Béatrice MOLLE-HARAN

Les accusés nient en bloc les agressions

Les huit jeunes d’Altsasu accusés d’avoir agressé deux gardes civils et leurs compagnes la nuit du 15 octobre 2016 comparaissent depuis lundi pour “terrorisme” devant l’Audiencia nacional de Madrid. Ils nient en bloc les accusations portées contre eux.
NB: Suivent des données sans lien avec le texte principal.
//! System call surface
//!
//! Entry points take and return plain data; only opaque integers (handles,
//! PIDs, addresses) cross the boundary. User pointers are validated against
//! the caller's address space and surface as `Errno::Fault`, never as a raw
//! fault. Numbers follow the x86_64 Linux convention.

pub mod errno;

use alloc::string::String;
use alloc::sync::Arc;
use alloc::vec::Vec;
use x86_64::VirtAddr;

use crate::memory::address_space::AddressSpace;
use crate::memory::layout::{align_up, PAGE_SIZE_4K};
use crate::process::{Process, ProcessId};
use crate::signal::{default_disposition, Disposition, SignalAction, SIGKILL, SIGNAL_MAX};
use crate::task::context::RegisterContext;
use crate::Kernel;
use errno::Errno;

/// Longest C string accepted from user memory
const MAX_USER_STRING: usize = 4096;
/// Longest argv/envp vector accepted from user memory
const MAX_USER_VECTOR: usize = 256;

/// mmap flag: fail instead of relocating when the range is taken
pub const MAP_FIXED: u64 = 0x10;
/// mmap flag: anonymous memory, no file backing
pub const MAP_ANONYMOUS: u64 = 0x20;

/// System call numbers (x86_64 Linux convention)
#[derive(Debug, Clone, Copy, PartialEq, Eq)]
#[repr(u64)]
pub enum SyscallNumber {
    Mmap = 9,
    Munmap = 11,
    Sigaction = 13,
    Yield = 24,
    Getpid = 39,
    Fork = 57,
    Execve = 59,
    Exit = 60,
    Waitpid = 61,
    Kill = 62,
}

impl SyscallNumber {
    pub fn from_u64(value: u64) -> Option<SyscallNumber> {
        match value {
            9 => Some(Self::Mmap),
            11 => Some(Self::Munmap),
            13 => Some(Self::Sigaction),
            24 => Some(Self::Yield),
            39 => Some(Self::Getpid),
            57 => Some(Self::Fork),
            59 => Some(Self::Execve),
            60 => Some(Self::Exit),
            61 => Some(Self::Waitpid),
            62 => Some(Self::Kill),
            _ => None,
        }
    }
}

impl Kernel {
    /// Dispatch a system call issued by the current thread of `cpu`
    pub fn syscall(&self, cpu: usize, number: u64, args: [u64; 6]) -> i64 {
        let result = match SyscallNumber::from_u64(number) {
            Some(SyscallNumber::Mmap) => self.sys_mmap(cpu, args[0], args[1], args[3]),
            Some(SyscallNumber::Munmap) => self.sys_munmap(cpu, args[0], args[1]),
            Some(SyscallNumber::Sigaction) => {
                self.sys_sigaction(cpu, args[0], args[1], args[2], args[3])
            }
            Some(SyscallNumber::Yield) => self.sys_yield(cpu),
            Some(SyscallNumber::Getpid) => self.sys_getpid(cpu),
            Some(SyscallNumber::Fork) => self.sys_fork(cpu),
            Some(SyscallNumber::Execve) => self.sys_execve(cpu, args[0], args[1], args[2]),
            Some(SyscallNumber::Exit) => self.sys_exit(cpu, args[0]),
            Some(SyscallNumber::Waitpid) => self.sys_waitpid(cpu, args[0] as i64, args[1]),
            Some(SyscallNumber::Kill) => self.sys_kill(cpu, args[0] as i64, args[1]),
            None => {
                log::warn!("unknown syscall {}", number);
                Err(Errno::NoSys)
            }
        };
        match result {
            Ok(value) => value as i64,
            Err(errno) => errno.as_return_value(),
        }
    }

    fn current_process(&self, cpu: usize) -> Result<Arc<Process>, Errno> {
        self.sched
            .current_thread(cpu)
            .and_then(|t| t.process())
            .ok_or(Errno::NoSuchProcess)
    }

    fn sys_yield(&self, cpu: usize) -> Result<u64, Errno> {
        self.sched.yield_current(cpu);
        Ok(0)
    }

    fn sys_getpid(&self, cpu: usize) -> Result<u64, Errno> {
        Ok(self.current_process(cpu)?.pid().as_u64())
    }

    /// Clone the calling process. The child resumes from the same register
    /// context with rax = 0; the parent gets the child's PID.
    fn sys_fork(&self, cpu: usize) -> Result<u64, Errno> {
        let process = self.current_process(cpu)?;
        let caller = self
            .sched
            .current_thread(cpu)
            .ok_or(Errno::NoSuchProcess)?;

        let child = process.fork(&self.memory, &self.processes)?;
        {
            let child_thread = child.main_thread();
            let mut child_registers = child_thread.registers().lock();
            *child_registers = caller.registers().lock().clone();
            child_registers.rax = 0;
        }
        child.start(&self.sched);
        Ok(child.pid().as_u64())
    }

    /// Replace the calling process's image. The caller is untouched until
    /// the new image is fully built; any failure surfaces as an error
    /// instead of a half-replaced process.
    fn sys_execve(
        &self,
        cpu: usize,
        path_ptr: u64,
        argv_ptr: u64,
        envp_ptr: u64,
    ) -> Result<u64, Errno> {
        let process = self.current_process(cpu)?;
        let old_space = process.address_space();

        let path = read_user_cstring(&old_space, path_ptr)?;
        let argv = read_user_string_vec(&old_space, argv_ptr)?;
        let envp = read_user_string_vec(&old_space, envp_ptr)?;

        let node = self.vfs.resolve(&path).ok_or(Errno::NoEntry)?;
        let image = crate::fs::read_all(&node)?;
        if !self.elf.verify(&image) {
            return Err(Errno::NotExecutable);
        }

        let new_space = Arc::new(self.memory.create_address_space()?);
        let user = self.build_user_image(&new_space, &image, &argv, &envp, Some(&path))?;

        // Point of no return: commit the new image.
        process.replace_address_space(new_space);
        process.set_name(argv.first().map(String::as_str).unwrap_or(&path));
        process.reset_signal_actions();
        process.handles().lock().close_exec();
        process.map_signal_trampoline()?;

        let thread = process.main_thread();
        *thread.registers().lock() = RegisterContext::user_entry(user.entry, user.stack_pointer);
        thread.set_fs_base(0);
        Ok(0)
    }

    fn sys_exit(&self, cpu: usize, code: u64) -> Result<u64, Errno> {
        let process = self.current_process(cpu)?;
        process.set_exit_code(code as i64);
        process.die(&self.sched, &self.processes, cpu);
        Ok(0)
    }

    fn sys_waitpid(&self, cpu: usize, pid: i64, status_ptr: u64) -> Result<u64, Errno> {
        let process = self.current_process(cpu)?;
        let target = match pid {
            p if p > 0 => Some(ProcessId::new(p as u64)),
            0 | -1 => None,
            _ => return Err(Errno::InvalidArgument),
        };

        let (child, exit_code) =
            process.wait_for_child(target, &self.sched, &self.processes, cpu)?;
        if status_ptr != 0 {
            let space = process.address_space();
            space
                .write_user(user_addr(status_ptr)?, &(exit_code as i32).to_le_bytes())
                .map_err(|_| Errno::Fault)?;
        }
        Ok(child.as_u64())
    }

    fn sys_mmap(&self, cpu: usize, addr: u64, len: u64, flags: u64) -> Result<u64, Errno> {
        if len == 0 {
            return Err(Errno::InvalidArgument);
        }
        if flags & MAP_ANONYMOUS == 0 {
            // File mappings stay behind the filesystem boundary
            return Err(Errno::NoSys);
        }
        let process = self.current_process(cpu)?;
        let space = process.address_space();

        let at = if addr != 0 {
            Some(user_addr(addr)?)
        } else {
            None
        };
        let len = align_up(len, PAGE_SIZE_4K) as usize;
        let region = space.allocate_anonymous(len, at, flags & MAP_FIXED != 0)?;
        Ok(region.base().as_u64())
    }

    fn sys_munmap(&self, cpu: usize, addr: u64, len: u64) -> Result<u64, Errno> {
        let process = self.current_process(cpu)?;
        let space = process.address_space();
        space.unmap(user_addr(addr)?, len as usize)?;
        Ok(0)
    }

    fn sys_sigaction(
        &self,
        cpu: usize,
        signal: u64,
        handler: u64,
        flags: u64,
        mask: u64,
    ) -> Result<u64, Errno> {
        let process = self.current_process(cpu)?;
        if signal as usize >= SIGNAL_MAX || signal as u8 == SIGKILL {
            return Err(Errno::InvalidArgument);
        }
        let action = match handler {
            0 => SignalAction::Default,
            1 => SignalAction::Ignore,
            entry => SignalAction::Handler {
                entry: user_addr(entry)?,
                flags: flags as u32,
                mask,
            },
        };
        process.set_signal_action(signal as u8, action);
        Ok(0)
    }

    /// Deliver a signal. Default-disposition fatal signals terminate the
    /// target; SIGKILL cannot be caught or ignored.
    fn sys_kill(&self, cpu: usize, pid: i64, signal: u64) -> Result<u64, Errno> {
        if pid <= 0 {
            // Process groups are out of scope
            return Err(Errno::InvalidArgument);
        }
        if signal as usize >= SIGNAL_MAX {
            return Err(Errno::InvalidArgument);
        }
        let target = self
            .processes
            .find_by_pid(ProcessId::new(pid as u64))
            .ok_or(Errno::NoSuchProcess)?;
        let signal = signal as u8;
        if signal == 0 {
            return Ok(0); // existence probe
        }

        let action = if signal == SIGKILL {
            SignalAction::Default
        } else {
            target.signal_action(signal)
        };
        match action {
            SignalAction::Ignore => {}
            SignalAction::Handler { .. } => target.main_thread().signal(signal),
            SignalAction::Default => match default_disposition(signal) {
                Disposition::Ignore => {}
                Disposition::Terminate => {
                    target.main_thread().signal(signal);
                    target.set_exit_code(signal as i64);
                    target.die(&self.sched, &self.processes, cpu);
                }
            },
        }
        Ok(0)
    }
}

fn user_addr(addr: u64) -> Result<VirtAddr, Errno> {
    VirtAddr::try_new(addr).map_err(|_| Errno::Fault)
}

/// Read a NUL-terminated string out of user memory
fn read_user_cstring(space: &AddressSpace, addr: u64) -> Result<String, Errno> {
    let base = user_addr(addr)?;
    let mut bytes = Vec::new();
    for offset in 0..MAX_USER_STRING {
        let mut byte = [0u8];
        space
            .read_user(base + offset as u64, &mut byte)
            .map_err(|_| Errno::Fault)?;
        if byte[0] == 0 {
            return String::from_utf8(bytes).map_err(|_| Errno::InvalidArgument);
        }
        bytes.push(byte[0]);
    }
    Err(Errno::InvalidArgument)
}

/// Read a NULL-terminated vector of string pointers (argv, envp)
fn read_user_string_vec(space: &AddressSpace, addr: u64) -> Result<Vec<String>, Errno> {
    if addr == 0 {
        return Ok(Vec::new());
    }
    let base = user_addr(addr)?;
    let mut strings = Vec::new();
    for index in 0..MAX_USER_VECTOR {
        let mut pointer = [0u8; 8];
        space
            .read_user(base + (index * 8) as u64, &mut pointer)
            .map_err(|_| Errno::Fault)?;
        let pointer = u64::from_le_bytes(pointer);
        if pointer == 0 {
            return Ok(strings);
        }
        strings.push(read_user_cstring(space, pointer)?);
    }
    Err(Errno::InvalidArgument)
}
En solidarité, 50 000 personnes ont défilé à Iruñea samedi dernier. © Foku / Iñigo URIZ
En solidarité, 50 000 personnes ont défilé à Iruñea samedi dernier. © Foku / Iñigo URIZ

Trois d’entre eux sont en prison préventive depuis plus de 500 jours et le procureur a demandé entre 12 et 62 ans de prison pour les huit jeunes gens. Un total de 375 années de prison. Rappel des faits : ce 15 octobre 2016, vers 5 heures du matin, dans un pub d’Altsasu, les insultes fusent, une bagarre éclate entre deux gardes civils et d’autres personnes. L’un des accusés Jokin Unanumo reconnaît avoir reproché à un garde civil qui prenait un verre de l’avoir verbalisé quelques jours auparavant, mais en aucun cas de l’avoir agressé. La bagarre continue dans la rue devant le pub, et c’est sur le seul témoignage des gardes civils que ces huit jeunes furent embarqués. Une bagarre de fin de nuit sous fond d’alcool, en cette période de fêtes du village. Une affaire qui devait logiquement être jugée à Iruñea, mais la justice espagnole l’a qualifiée de délit de terrorisme. Malgré les protestations multiples venant de toutes parts, l’affaire est donc jugée durant deux semaines à Madrid devant l’Audiencia nacional. Certains accusés nient même leur présence ce soir-là, et tous démentent leur participation au mouvement Ospa, luttant contre la répression et la présence des forces de police. Accusation d’appartenance à Ospa également portée par les parties civiles qui entendent politiser ce procès afin de justifier les accusations de terrorisme. Par ailleurs, Concepcion Espejel, présidente de la salle du tribunal de l’Audiencia Nacional, est mariée avec un garde civil. Un lien personnel laissant soupçonner un conflit d’intérêt. Ce que n’a pas manqué de soulever la défense. Demande aussitôt rejetée par le tribunal.

Réprobation unanime

50 000 personnes ont manifesté dans les rues d’Iruñea samedi afin de protester contre ce procès qu’ils jugent inique. Geroa Bai, EH Bildu, Podemos ont témoigné par la voix de leurs responsables à ce procès, dénonçant le fait qu’il était anormal que trois jeunes gens pourrissent en prison depuis plus de 500 jours pour une simple accusation de bagarre. “Ce n’est pas un hasard si cela se passe en Pays Basque et en Navarre. On ne peut pas continuer à appliquer une politique judiciaire de vengeance”, a dénoncé Bakartxo Ruiz, parlementaire d’EH Bildu. Même le lehendakari Iñigo Urkullu a déclaré que les faits reprochés à ces jeunes ne correspondaient pas à la qualification de délit de terrorisme et qu’il espérait une justice basée sur la rationalité et la juste proportion. Le gouvernement de Navarre et la mairie d’Iruñea ont également protesté contre cette procédure. Fait notoire tant cette procédure est inédite, un représentant d’Amnesty International assiste au procès en tant qu’observateur. Une des avocates de la défense, Amaia Izko, a par ailleurs dénoncé que les témoignages, photos, documents ou autres prouvant notamment l’absence de certains de ces jeunes lors de cette nuit d’échauffourées n’aient pu être présentés, car rejetés par le tribunal.